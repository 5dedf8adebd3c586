//! Embedded broker lifecycle tests
//!
//! A recording backend wraps [`MemoryBackend`] so each test can see which
//! directories the scopes handed to the services and check they are gone
//! afterwards.

use super::super::*;
use std::collections::BTreeSet;
use std::net::TcpListener;
use std::path::PathBuf;
use std::sync::Mutex;
use velostream_kafka::velostream::kafka::BrokerClient;
use velostream_kafka::velostream::test_harness::infra::{DATA_DIR, LOG_DIR, ZOOKEEPER_CONNECT};
use velostream_kafka::velostream::test_harness::{
    EmbeddedBackend, EmbeddedService, MemoryBackend, TestHarnessResult, with_broker,
    with_zookeeper,
};

#[derive(Default)]
struct RecordingBackend {
    inner: MemoryBackend,
    dirs: Mutex<Vec<PathBuf>>,
}

impl RecordingBackend {
    fn dirs(&self) -> Vec<PathBuf> {
        self.dirs.lock().unwrap().clone()
    }

    fn run<T, E, F>(&self, body: F) -> Result<T, E>
    where
        E: From<TestHarnessError>,
        F: FnOnce() -> Result<T, E>,
    {
        with_zookeeper(self, || with_broker(self, &Properties::new(), body))
    }
}

impl EmbeddedBackend for RecordingBackend {
    fn coordination_service(
        &self,
        properties: &Properties,
    ) -> TestHarnessResult<Box<dyn EmbeddedService>> {
        self.dirs
            .lock()
            .unwrap()
            .push(PathBuf::from(&properties[DATA_DIR]));
        self.inner.coordination_service(properties)
    }

    fn broker(&self, properties: &Properties) -> TestHarnessResult<Box<dyn EmbeddedService>> {
        self.dirs
            .lock()
            .unwrap()
            .push(PathBuf::from(&properties[LOG_DIR]));
        self.inner.broker(properties)
    }

    fn client(&self) -> Arc<dyn BrokerClient> {
        self.inner.client()
    }
}

fn port_of(address: &str) -> u16 {
    address.rsplit_once(':').unwrap().1.parse().unwrap()
}

fn assert_released(backend: &RecordingBackend, bootstrap_servers: &str) {
    let dirs = backend.dirs();
    assert_eq!(dirs.len(), 2);
    for dir in dirs {
        assert!(!dir.exists(), "{} was not removed", dir.display());
    }

    let unreachable = ClientSettings::default()
        .bootstrap_servers(bootstrap_servers)
        .client(backend.client());
    config::with_settings(unreachable, || {
        assert!(matches!(
            KafkaProducer::new(),
            Err(KafkaClientError::Connection { .. })
        ));
    });
}

#[test]
fn test_scope_publishes_live_addresses() {
    init_logging();
    let backend = RecordingBackend::default();
    backend
        .run(|| {
            let settings = config::current();
            assert_ne!(port_of(&settings.bootstrap_servers), 0);
            assert_ne!(port_of(settings.zookeeper_connect.as_deref().unwrap()), 0);
            assert!(backend.dirs().iter().all(|d| d.exists()));

            let sent = send_one(ProducerRecord::new("harness-check", Value::from(1)), None, None).get()?;
            assert_eq!(sent.offset, 0);
            Ok::<_, TestHarnessError>(())
        })
        .unwrap();
    assert!(config::current().zookeeper_connect.is_none());
}

#[test]
fn test_cleanup_after_success() {
    let backend = RecordingBackend::default();
    let servers = backend
        .run(|| Ok::<_, TestHarnessError>(config::current().bootstrap_servers))
        .unwrap();

    assert_ne!(config::current().bootstrap_servers, servers);
    assert_released(&backend, &servers);
    assert!(TcpListener::bind(("127.0.0.1", port_of(&servers))).is_ok());
}

#[test]
fn test_cleanup_after_error_keeps_body_error() {
    let backend = RecordingBackend::default();
    let servers = Mutex::new(String::new());

    let err = backend
        .run(|| -> Result<(), TestHarnessError> {
            *servers.lock().unwrap() = config::current().bootstrap_servers;
            Err(KafkaClientError::config("rejected by the test").into())
        })
        .unwrap_err();

    assert!(matches!(
        err,
        TestHarnessError::Client(KafkaClientError::Config { .. })
    ));
    assert_released(&backend, &servers.into_inner().unwrap());
}

#[test]
fn test_cleanup_after_panic() {
    let backend = RecordingBackend::default();
    let servers = Mutex::new(String::new());

    let outcome = std::panic::catch_unwind(std::panic::AssertUnwindSafe(|| {
        backend.run(|| -> Result<(), TestHarnessError> {
            *servers.lock().unwrap() = config::current().bootstrap_servers;
            panic!("body panicked");
        })
    }));

    assert!(outcome.is_err());
    assert_released(&backend, &servers.into_inner().unwrap());
    assert!(config::current().zookeeper_connect.is_none());
}

#[test]
fn test_repeated_cycles_each_get_a_working_broker() {
    for cycle in 0..3 {
        let backend = RecordingBackend::default();
        let servers = backend
            .run(|| {
                let topic = format!("cycle-{}", cycle);
                let sent = send_one(ProducerRecord::new(&topic, Value::Integer(cycle)), None, None)
                    .get()?;
                // A fresh broker starts every topic at offset zero
                assert_eq!(sent.offset, 0);
                Ok::<_, TestHarnessError>(config::current().bootstrap_servers)
            })
            .unwrap();
        assert_released(&backend, &servers);
    }
}

#[test]
fn test_concurrent_harnesses_are_isolated() {
    let handles: Vec<_> = (0..3)
        .map(|_| {
            std::thread::spawn(|| {
                with_test_broker(|| {
                    let settings = config::current();
                    send_one(ProducerRecord::new("shared-name", Value::Null), None, None)
                        .get()?;
                    let stream = topics_to_records("shared-name", StreamOptions::new())?;
                    let seen = stream.consumer().poll_once(Duration::from_millis(200))?.len();
                    Ok::<_, TestHarnessError>((settings.bootstrap_servers, seen))
                })
                .unwrap()
            })
        })
        .collect();

    let results: Vec<(String, usize)> = handles.into_iter().map(|h| h.join().unwrap()).collect();
    let ports: BTreeSet<u16> = results.iter().map(|(s, _)| port_of(s)).collect();
    assert_eq!(ports.len(), 3);
    assert!(results.iter().all(|(_, seen)| *seen == 1));
}

#[test]
fn test_scoped_addresses_invisible_to_other_threads() {
    with_test_broker(|| {
        let here = config::current().bootstrap_servers;
        let there = std::thread::spawn(|| config::current().bootstrap_servers)
            .join()
            .unwrap();
        assert_ne!(here, there);
        Ok::<_, TestHarnessError>(())
    })
    .unwrap();
}

#[test]
fn test_broker_without_coordinator_fails_at_entry() {
    let backend = RecordingBackend::default();
    let overlay = Properties::from([(ZOOKEEPER_CONNECT.to_string(), "localhost:1".to_string())]);
    let mut ran = false;

    let err = with_broker(&backend, &overlay, || {
        ran = true;
        Ok::<_, TestHarnessError>(())
    })
    .unwrap_err();

    assert!(!ran);
    assert!(matches!(err, TestHarnessError::Connection { .. }));
    assert!(backend.dirs().iter().all(|d| !d.exists()));
}

#[test]
fn test_caller_owned_log_dir_is_kept() {
    let backend = MemoryBackend::new();
    let log_dir = tempfile::tempdir().unwrap();
    let overlay = Properties::from([
        (LOG_DIR.to_string(), log_dir.path().display().to_string()),
        ("num.partitions".to_string(), "2".to_string()),
    ]);

    with_zookeeper(&backend, || {
        with_broker(&backend, &overlay, || {
            send_one(ProducerRecord::new("kept", Value::from("x")), None, None).get()?;
            Ok::<_, TestHarnessError>(())
        })
    })
    .unwrap();

    assert!(log_dir.path().join("meta.properties").exists());
    assert!(log_dir.path().join("kept-0").is_dir());
    assert!(log_dir.path().join("kept-1").is_dir());
}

————

EXERCISE BRIEF ▸
Show the lines where the word "push" appears in the entries.

SOLVED PROBLEM ▸
            .push(PathBuf::from(&properties[DATA_DIR]));
            .push(PathBuf::from(&properties[LOG_DIR]));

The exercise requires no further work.